South Sudanese to rejoin national Government

JUBA, Sudan - Sudan's former southern rebels will rejoin the national government to work through a stalemate on implementing a 2005 peace deal which ended Africa's longest civil war, spokesman Samson Kwaje said on Wednesday.

The Sudan People's Liberation Movement (SPLM) last week froze participation in Sudan's coalition government complaining it was being sidelined and that key elements of a January 2005 peace deal were being ignored.

The statement that the SPLM would rejoin government came shortly after President Omar Hassan al-Bashir, following a three-month delay, approved a cabinet reshuffle of SPLM ministers. The SPLM has about a quarter of the seats in Bashir's cabinet.

"President (of south Sudan) Salva Kiir is going (to Khartoum) tomorrow and there he will make a statement ... swear in the new ministers and then they will start work," southern Information Minister Kwaje told Reuters.

But other senior SPLM officials said the formal decision on whether to return to government would be taken after a meeting between SPLM Chairman Salva Kiir and Bashir on Thursday.

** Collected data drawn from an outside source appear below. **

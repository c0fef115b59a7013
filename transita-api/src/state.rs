use std::sync::Arc;
use tokio::sync::broadcast;
use transita_booking::notifier::UserNotification;
use transita_booking::repository::BookingStore;
use transita_booking::view::SessionCaches;
use transita_booking::{BookingPresenter, LifecycleEngine, PaymentReconciler};
use transita_inventory::ReferenceDirectory;

#[derive(Clone)]
pub struct AuthConfig {
    pub secret: String,
    pub expiration: u64,
}

#[derive(Clone)]
pub struct AppState {
    pub store: Arc<dyn BookingStore>,
    pub directory: Arc<dyn ReferenceDirectory>,
    pub engine: Arc<LifecycleEngine>,
    pub reconciler: Arc<PaymentReconciler>,
    pub presenter: Arc<BookingPresenter>,
    pub caches: Arc<SessionCaches>,
    pub notify_tx: broadcast::Sender<UserNotification>,
    pub auth: AuthConfig,
}
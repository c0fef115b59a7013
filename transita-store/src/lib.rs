pub mod app_config;
pub mod database;
pub mod events;
pub mod memory_repo;
pub mod pg_repo;

pub use database::DbClient;
pub use events::BookingFeed;
pub use memory_repo::MemoryStore;
pub use pg_repo::PgStore;
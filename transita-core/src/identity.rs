use async_trait::async_trait;
use serde::{Deserialize, Serialize};
use uuid::Uuid;

/// The authenticated caller, as resolved by the identity collaborator.
#[derive(Debug, Clone, Serialize, Deserialize)]
pub struct CurrentUser {
    pub id: Uuid,
    pub email_verified: bool,
}

/// Contract consumed from the identity service. Token issuance and account
/// management live outside this engine; we only resolve a bearer token to
/// a user.
#[async_trait]
pub trait IdentityProvider: Send + Sync {
    async fn current_user(&self, bearer_token: &str) -> crate::CoreResult<CurrentUser>;
}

"Until Salva is satisfied with the outcome of the meeting with Bashir ... the one who is going to decide about resuming work or not is Salva," said one senior SPLM official who declined to be named.

The officials said the ministers approved by Bashir were not the ones Kiir wanted and the president should have waited until he met Kiir to make an announcement.

The SPLM decision to withdraw from the coalition government formed by the 2005 peace agreement was seen as the biggest challenge to date to the landmark deal which ended Africa's longest civil conflict.

The SPLM called it a "wake-up call" for their former foes, the National Congress Party, to encourage them to move on and implement the deal.

"I think it will happen, they've learnt a good lesson," Kwaje said.

But other SPLM officials said Kiir would have the final veto on whether the SPLM ministers would return to work.

"Definitely they will go back to work ... but ultimately on the directives of the President (Kiir)," said Michael Makuei, the Minister for Legal Affairs and Constitutional Development.

Kwaje said the SPLM was rejoining the government to work through unresolved issues together, but added southern leaders still wanted to see progress by the third anniversary of the 2005 peace deal on Jan. 9.

Sudan's north-south war claimed 2 million lives and drove 4 million from their homes. It largely pitted Khartoum's Islamist government against mostly Christian animist rebels.

On Tuesday SPLM Deputy Secretary-General Yasir Arman and Deputy Chairman Riek Machar said outstanding problems included the redeployment of northern troops from southern oil fields, resolving the status of the oil-rich Abyei region and constitutional violations such as political prisoners and encroaching on press freedoms.

Arrived at after more than a week of intense dialogue within the SPLM political bureau, diplomatic sources said not all within the party were happy at the latest position.

"They had no exit strategy," said one diplomatic source in Khartoum. Many were worried that despite both sides declaring they did not want a return to war, the move could derail the fragile peace process.